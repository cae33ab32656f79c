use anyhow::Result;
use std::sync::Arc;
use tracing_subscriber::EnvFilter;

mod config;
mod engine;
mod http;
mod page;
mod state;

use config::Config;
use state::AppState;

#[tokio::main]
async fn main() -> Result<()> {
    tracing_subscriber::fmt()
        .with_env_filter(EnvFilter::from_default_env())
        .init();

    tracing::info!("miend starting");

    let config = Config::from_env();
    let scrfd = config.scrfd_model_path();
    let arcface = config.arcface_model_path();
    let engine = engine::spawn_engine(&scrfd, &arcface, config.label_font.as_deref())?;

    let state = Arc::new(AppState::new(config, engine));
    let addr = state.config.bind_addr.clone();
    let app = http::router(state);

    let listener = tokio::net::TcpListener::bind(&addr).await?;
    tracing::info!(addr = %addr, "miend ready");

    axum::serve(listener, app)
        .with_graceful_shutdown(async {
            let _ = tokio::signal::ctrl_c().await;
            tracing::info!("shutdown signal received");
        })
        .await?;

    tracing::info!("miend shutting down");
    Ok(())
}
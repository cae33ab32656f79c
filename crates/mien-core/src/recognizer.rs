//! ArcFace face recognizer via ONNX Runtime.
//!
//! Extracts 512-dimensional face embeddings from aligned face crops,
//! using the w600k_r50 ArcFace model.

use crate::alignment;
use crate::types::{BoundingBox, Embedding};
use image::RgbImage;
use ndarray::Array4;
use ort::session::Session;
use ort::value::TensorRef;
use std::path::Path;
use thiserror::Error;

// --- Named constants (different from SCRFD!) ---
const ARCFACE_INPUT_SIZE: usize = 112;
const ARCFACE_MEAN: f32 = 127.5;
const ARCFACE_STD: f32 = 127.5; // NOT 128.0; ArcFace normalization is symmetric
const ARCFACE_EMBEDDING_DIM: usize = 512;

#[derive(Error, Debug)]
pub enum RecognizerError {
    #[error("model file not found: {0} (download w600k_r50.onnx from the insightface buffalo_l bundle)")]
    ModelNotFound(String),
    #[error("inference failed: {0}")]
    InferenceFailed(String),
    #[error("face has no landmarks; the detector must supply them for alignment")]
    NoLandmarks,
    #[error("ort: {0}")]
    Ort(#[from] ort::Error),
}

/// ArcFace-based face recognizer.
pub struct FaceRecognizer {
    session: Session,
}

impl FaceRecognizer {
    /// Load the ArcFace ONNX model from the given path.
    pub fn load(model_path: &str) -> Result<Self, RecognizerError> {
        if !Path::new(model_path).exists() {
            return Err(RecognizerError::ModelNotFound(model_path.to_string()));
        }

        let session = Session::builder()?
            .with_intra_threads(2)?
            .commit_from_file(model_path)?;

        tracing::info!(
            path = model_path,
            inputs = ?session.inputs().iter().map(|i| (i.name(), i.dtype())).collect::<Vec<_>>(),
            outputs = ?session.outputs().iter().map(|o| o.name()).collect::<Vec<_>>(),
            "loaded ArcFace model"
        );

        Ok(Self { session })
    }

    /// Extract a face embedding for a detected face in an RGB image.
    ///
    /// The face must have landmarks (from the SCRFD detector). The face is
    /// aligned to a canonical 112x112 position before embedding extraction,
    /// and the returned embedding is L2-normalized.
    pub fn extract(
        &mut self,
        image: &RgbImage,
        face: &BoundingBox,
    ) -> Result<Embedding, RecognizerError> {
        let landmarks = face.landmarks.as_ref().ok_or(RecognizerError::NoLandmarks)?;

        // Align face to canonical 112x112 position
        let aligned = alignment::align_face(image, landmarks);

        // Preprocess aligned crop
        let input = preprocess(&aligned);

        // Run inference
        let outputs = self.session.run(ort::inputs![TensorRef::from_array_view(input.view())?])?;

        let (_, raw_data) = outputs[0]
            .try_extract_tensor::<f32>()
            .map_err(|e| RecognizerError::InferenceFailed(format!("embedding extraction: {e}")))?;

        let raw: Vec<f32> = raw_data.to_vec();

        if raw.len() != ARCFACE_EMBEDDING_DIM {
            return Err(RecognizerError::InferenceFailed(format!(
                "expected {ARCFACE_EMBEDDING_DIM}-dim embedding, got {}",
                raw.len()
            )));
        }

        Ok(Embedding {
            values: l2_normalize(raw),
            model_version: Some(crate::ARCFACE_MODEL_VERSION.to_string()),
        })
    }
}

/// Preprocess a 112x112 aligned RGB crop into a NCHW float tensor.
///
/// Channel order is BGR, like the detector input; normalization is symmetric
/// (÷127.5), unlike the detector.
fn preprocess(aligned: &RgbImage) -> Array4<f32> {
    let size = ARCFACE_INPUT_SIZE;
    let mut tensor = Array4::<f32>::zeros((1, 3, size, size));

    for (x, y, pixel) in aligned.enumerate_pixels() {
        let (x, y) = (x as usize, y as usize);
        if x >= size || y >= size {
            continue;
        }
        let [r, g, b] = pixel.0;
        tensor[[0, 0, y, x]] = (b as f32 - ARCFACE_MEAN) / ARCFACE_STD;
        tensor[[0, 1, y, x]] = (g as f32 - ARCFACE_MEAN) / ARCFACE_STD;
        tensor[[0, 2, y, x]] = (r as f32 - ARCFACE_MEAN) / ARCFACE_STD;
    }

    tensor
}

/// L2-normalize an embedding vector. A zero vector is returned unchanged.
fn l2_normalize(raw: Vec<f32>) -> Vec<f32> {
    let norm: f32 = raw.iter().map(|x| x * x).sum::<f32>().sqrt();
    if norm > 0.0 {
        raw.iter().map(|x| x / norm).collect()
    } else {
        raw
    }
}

= TASK STATEMENT =
Print only these lines, please. They run from the start of the entries above to the line containing "let _ = tokio::signal::ctrl_c().await;", both ends included, and must match exactly.

= ANSWER BOX =
repository cae33ab32656f79c
use anyhow::Result;
use std::sync::Arc;
use tracing_subscriber::EnvFilter;

mod config;
mod engine;
mod http;
mod page;
mod state;

use config::Config;
use state::AppState;

#[tokio::main]
async fn main() -> Result<()> {
    tracing_subscriber::fmt()
        .with_env_filter(EnvFilter::from_default_env())
        .init();

    tracing::info!("miend starting");

    let config = Config::from_env();
    let scrfd = config.scrfd_model_path();
    let arcface = config.arcface_model_path();
    let engine = engine::spawn_engine(&scrfd, &arcface, config.label_font.as_deref())?;

    let state = Arc::new(AppState::new(config, engine));
    let addr = state.config.bind_addr.clone();
    let app = http::router(state);

    let listener = tokio::net::TcpListener::bind(&addr).await?;
    tracing::info!(addr = %addr, "miend ready");

    axum::serve(listener, app)
        .with_graceful_shutdown(async {
            let _ = tokio::signal::ctrl_c().await;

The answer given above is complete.